| TO DO |
Extract, from the records beneath this instruction, each line that contains the word "addr".

| MATERIAL SUPPLIED |
+---+
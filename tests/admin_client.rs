#![allow(clippy::unwrap_used, clippy::expect_used)]

use custodia::{
    admin::{api_tokens, ClientError, GraphqlClient, Mode},
    custodia::router,
    entities::{
        install::{install, AdminAccount},
        Entities, MemoryStore, TokenKeys,
    },
};
use secrecy::SecretString;
use serde_json::{json, Map, Value};
use std::sync::Arc;
use tokio::net::TcpListener;
use url::Url;

struct Server {
    endpoint: Url,
    entities: Entities,
    admin_id: String,
    full_access_role: String,
}

async fn serve() -> Server {
    let entities = Entities::new(
        Arc::new(MemoryStore::new()),
        TokenKeys::new(&SecretString::from("admin-client-secret".to_string()), 3600),
    );
    let installed = install(
        &entities,
        Some(&AdminAccount {
            email: "admin@example.com".to_string(),
            password: SecretString::from("administrator".to_string()),
        }),
    )
    .await
    .expect("install failed");

    let listener = TcpListener::bind("127.0.0.1:0").await.unwrap();
    let addr = listener.local_addr().unwrap();
    let app = router(entities.clone());
    tokio::spawn(async move {
        axum::serve(listener, app).await.unwrap();
    });

    Server {
        endpoint: Url::parse(&format!("http://{addr}/graphql")).unwrap(),
        entities,
        admin_id: installed.admin.unwrap().id,
        full_access_role: installed.role.unwrap().id,
    }
}

fn admin_client(server: &Server) -> GraphqlClient {
    let token = server
        .entities
        .tokens()
        .issue_session(&server.admin_id, false)
        .unwrap()
        .token;
    GraphqlClient::new(server.endpoint.clone())
        .unwrap()
        .with_token(SecretString::from(token))
}

#[tokio::test]
async fn api_tokens_view_round_trip() {
    let server = serve().await;
    let mut view = api_tokens(admin_client(&server));

    let list = view.load_list(Map::new()).await.unwrap();
    assert!(list.data.is_empty());
    assert_eq!(list.meta["totalCount"], 0);
    assert_eq!(list.variables["sort"], json!({ "savedOn": -1 }));

    // Create: the token string is minted server side.
    let saved = view
        .save(&json!({ "name": "CI", "description": "deploys", "token": "ignored" }))
        .await
        .unwrap();
    let id = saved["id"].as_str().unwrap().to_string();
    assert_ne!(saved["token"], "ignored");
    assert_eq!(view.mode(), Mode::Edit(id.clone()));
    assert_eq!(view.notifications(), ["ApiToken CI saved successfully."]);
    assert_eq!(view.list().data.len(), 1);

    // Update: roles are sent as ids and come back as objects.
    let saved = view
        .save(&json!({
            "id": id,
            "name": "CI bot",
            "roles": [{ "id": server.full_access_role, "name": "Full access" }],
        }))
        .await
        .unwrap();
    assert_eq!(saved["name"], "CI bot");
    assert_eq!(saved["description"], "deploys");

    let form = view.load_form().await.unwrap();
    assert_eq!(form["roles"][0]["id"], server.full_access_role.as_str());

    // Delete leaves the form and reloads the list.
    let item = view.list().data[0].clone();
    let message = view.delete(&item).await.unwrap();
    assert_eq!(message, "ApiToken CI bot deleted.");
    assert_eq!(view.mode(), Mode::New);
    assert!(view.list().data.is_empty());
}

#[tokio::test]
async fn envelope_errors_reach_the_caller() {
    let server = serve().await;
    let mut view = api_tokens(admin_client(&server));

    let err = view.save(&json!({ "description": "no name" })).await.unwrap_err();
    assert!(
        matches!(&err, ClientError::Envelope { code, .. } if code == "INVALID_ATTRIBUTES"),
        "{err}"
    );
    assert!(view.notifications().is_empty());

    view.select("0190d6a4-0000-7000-8000-000000000000");
    let err = view.load_form().await.unwrap_err();
    assert!(
        matches!(&err, ClientError::Envelope { code, .. } if code == "NOT_FOUND"),
        "{err}"
    );
}

#[tokio::test]
async fn anonymous_clients_are_rejected() {
    let server = serve().await;
    let client = GraphqlClient::new(server.endpoint.clone()).unwrap();
    let mut view = api_tokens(client);

    let err = view.load_list(Map::new()).await.unwrap_err();
    assert!(
        matches!(&err, ClientError::Envelope { code, .. } if code == "UNAUTHORIZED"),
        "{err}"
    );
    assert_eq!(view.list().data, Vec::<Value>::new());
}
+---+
| OUTPUT BELOW |
    let addr = listener.local_addr().unwrap();
        endpoint: Url::parse(&format!("http://{addr}/graphql")).unwrap(),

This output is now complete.